Cowper, William (1701-1767) (DNB00)
|←Cowper, William (d.1723)||Dictionary of National Biography, 1885-1900, Volume 12
Cowper, William (1701-1767)
|Cowper, William (1731-1800)→|
COWPER, WILLIAM, M.D. (1701–1767), antiquary, was the third son of the Rev. John Cowper, M.A., of Overlegh, Cheshire, by Catherine, daughter of William Sherwin, beadle of divinity and bailiff of the university of Oxford. He was baptised at St. Peter's, Chester, on 29 July 1701, was admitted a student at Leyden on 27 Oct. 1719, and probably took his doctor's degree in that university. For many years he practised as a physician at Chester with great reputation. In 1745 he was elected mayor of Chester. He died at Overlegh on 20 Oct. 1767, and was buried at St. Peter's, Chester. He married in 1722 Elizabeth, daughter of John Lonsdale of High Ryley, Lancashire, but had no issue.
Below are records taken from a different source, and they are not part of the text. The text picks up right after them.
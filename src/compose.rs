//! Function composition over a single value type.
//!
//! Composition is lazy: building a composed function never calls any of
//! its parts. Evaluation order follows mathematical notation, so
//! `compose(f, g)` runs `g` first and
//! `compose_list([f0, f1, ..., fn])` runs `fn` first and `f0` last.

use crate::error::ListError;

/// A boxed unary function from `T` to `T`.
pub type UnaryFn<T> = Box<dyn Fn(T) -> T>;

/// Returns `h` with `h(x) = f(g(x))`.
///
/// `f` and `g` are moved into the returned closure.
///
/// # Examples
/// ```
/// use u_lists::compose::compose;
/// let inc_then_double = compose(|x: i32| x * 2, |x: i32| x + 1);
/// assert_eq!(inc_then_double(3), 8);
/// ```
pub fn compose<T, F, G>(f: F, g: G) -> impl Fn(T) -> T
where
    F: Fn(T) -> T,
    G: Fn(T) -> T,
{
    move |x| f(g(x))
}

/// Composes `fns` into `x ↦ fns[0](fns[1](...fns[n-1](x)))`.
///
/// A single function is returned as is, boxed.
///
/// # Panics
/// Panics if `fns` is empty. Use [`try_compose_list`] to get an error
/// instead.
///
/// # Examples
/// ```
/// use u_lists::compose::{compose_list, UnaryFn};
/// let fns: Vec<UnaryFn<i32>> = vec![Box::new(|x: i32| x + 1), Box::new(|x: i32| x * 2)];
/// let h = compose_list(fns);
/// assert_eq!(h(3), 7); // (3 * 2) + 1
/// ```
pub fn compose_list<T: 'static>(fns: Vec<UnaryFn<T>>) -> UnaryFn<T> {
    try_compose_list(fns).unwrap_or_else(|err| panic!("compose_list: {err}"))
}

/// Fallible form of [`compose_list`].
///
/// # Errors
/// Returns [`ListError::EmptyFunctionList`] if `fns` is empty.
///
/// # Examples
/// ```
/// use u_lists::{compose::{try_compose_list, UnaryFn}, ListError};
/// let none: Vec<UnaryFn<i32>> = Vec::new();
/// assert_eq!(try_compose_list(none).err(), Some(ListError::EmptyFunctionList));
/// ```
pub fn try_compose_list<T: 'static>(fns: Vec<UnaryFn<T>>) -> Result<UnaryFn<T>, ListError> {
    let mut fns = fns.into_iter().rev();
    let Some(innermost) = fns.next() else {
        tracing::debug!("rejected empty function list");
        return Err(ListError::EmptyFunctionList);
    };
    Ok(fns.fold(innermost, |inner, outer| {
        Box::new(compose(outer, inner)) as UnaryFn<T>
    }))
}

#[cfg(test)]
mod tests {
    use super::*;
    use std::cell::Cell;
    use std::rc::Rc;

    fn boxed<F: Fn(i32) -> i32 + 'static>(f: F) -> UnaryFn<i32> {
        Box::new(f)
    }

    // --- compose ---

    #[test]
    fn test_compose_applies_g_first() {
        let h = compose(|x: i32| x + 1, |x: i32| x * 2);
        assert_eq!(h(3), 7);
        let h = compose(|x: i32| x * 2, |x: i32| x + 1);
        assert_eq!(h(3), 8);
    }

    #[test]
    fn test_compose_strings() {
        let h = compose(|s: String| s.to_uppercase(), |s: String| format!("{s}!"));
        assert_eq!(h("hi".to_string()), "HI!");
    }

    #[test]
    fn test_compose_is_lazy() {
        let calls = Rc::new(Cell::new(0));
        let counter = Rc::clone(&calls);
        let h = compose(
            move |x: i32| {
                counter.set(counter.get() + 1);
                x
            },
            |x: i32| x,
        );
        assert_eq!(calls.get(), 0);
        h(1);
        h(2);
        assert_eq!(calls.get(), 2);
    }

    // --- compose_list ---

    #[test]
    fn test_compose_list_first_is_outermost() {
        let h = compose_list(vec![boxed(|x| x + 1), boxed(|x| x * 2)]);
        assert_eq!(h(3), 7);
    }

    #[test]
    fn test_compose_list_single() {
        let h = compose_list(vec![boxed(|x| x - 10)]);
        assert_eq!(h(3), -7);
    }

    #[test]
    fn test_compose_list_many() {
        // 10 - ((x + 3) * 2)
        let h = compose_list(vec![boxed(|x| 10 - x), boxed(|x| x * 2), boxed(|x| x + 3)]);
        assert_eq!(h(1), 2);
        assert_eq!(h(0), 4);
    }

    #[test]
    fn test_compose_list_order_against_nested_calls() {
        let parts: [fn(i32) -> i32; 4] = [|x| x * 3, |x| x - 1, |x| x * x, |x| x + 5];
        let h = compose_list(parts.iter().map(|&f| boxed(f)).collect());
        for x in -5..5 {
            assert_eq!(h(x), parts[0](parts[1](parts[2](parts[3](x)))));
        }
    }

    #[test]
    #[should_panic(expected = "cannot compose an empty list of functions")]
    fn test_compose_list_empty_panics() {
        let _ = compose_list::<i32>(Vec::new());
    }

    // --- try_compose_list ---

    #[test]
    fn test_try_compose_list_ok() {
        let h = try_compose_list(vec![boxed(|x| x + 1), boxed(|x| x * 2)]).unwrap();
        assert_eq!(h(5), 11);
    }

    #[test]
    fn test_try_compose_list_empty() {
        assert_eq!(
            try_compose_list::<i32>(Vec::new()).err(),
            Some(ListError::EmptyFunctionList)
        );
    }

    #[test]
    fn test_compose_list_is_lazy() {
        let calls = Rc::new(Cell::new(0));
        let counter = Rc::clone(&calls);
        let fns: Vec<UnaryFn<i32>> = vec![
            boxed(move |x| {
                counter.set(counter.get() + 1);
                x + 1
            }),
            boxed(|x| x),
        ];
        let h = compose_list(fns);
        assert_eq!(calls.get(), 0);
        assert_eq!(h(1), 2);
        assert_eq!(calls.get(), 1);
    }
}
Cowper, who was a fellow of the Society of Antiquaries, published anonymously ‘A Summary of the Life of St. Werburgh, with an historical account of the images upon her shrine (now the episcopal throne) in the choir of Chester. Collected from antient chronicles and old writers, by a Citizen of Chester,’ Chester, 1749, 4to. This work is said to have been stolen from the manuscripts of Mr. Stone. He was also the author of ‘Il Penseroso: an evening's contemplation in St. John's churchyard, Chester. A rhapsody, written more than twenty years ago, and now (first) published, illustrated with notes historical and explanatory,’ London, 1767, 4to, addressed, under the name of M. Meanwell, to the Rev. John Allen, M.A., senior fellow of Trinity College, Cambridge, and rector of Tarporley, Cheshire. In this work Cowper takes a view of some of the most remarkable places around Chester distinguished by memorable personages and events. He was an intelligent antiquary and preserved many valuable manuscript collections of Williamson and others which would otherwise have perished. He also left several works of his own compilation relative to the ancient history of Cheshire and Chester. These manuscripts, which are frequently quoted by Ormerod, the Cheshire historian, are preserved in the family archives at Overlegh. They consist of various small volumes, most of the contents of which are fairly transcribed into two larger ones, containing memoirs of the earls of the palatinate and the bishops and dignitaries of the cathedral, lists of city and county officers, and a local chronology of events. In his Broxton MSS. he takes Webb's ‘Itinerary’ as the text of each township, adds an account of it transcribed from Williamson's ‘Villare,’ and continues the descent of property to his own time. He also wrote a small manuscript volume, entitled ‘Parentalia,’ containing memoirs of the Cowper family, and the account of the siege of Chester, which is printed in Ormerod's ‘Cheshire,’ i. 203 seq. This description of the siege had been printed twice previously at Chester (in 1790 and 1793), but with considerable alterations.
[Nichols's Lit. Anecd. v. 316; Gough's British Topography, i. 249, 253, 264; Ormerod's Cheshire, i. 293, 294; Peacock's Leyden Students, p. 24; Gower's Sketch of Materials for a Hist. of Cheshire, 61, 90; Notes and Queries, 5th ser., x. 388.]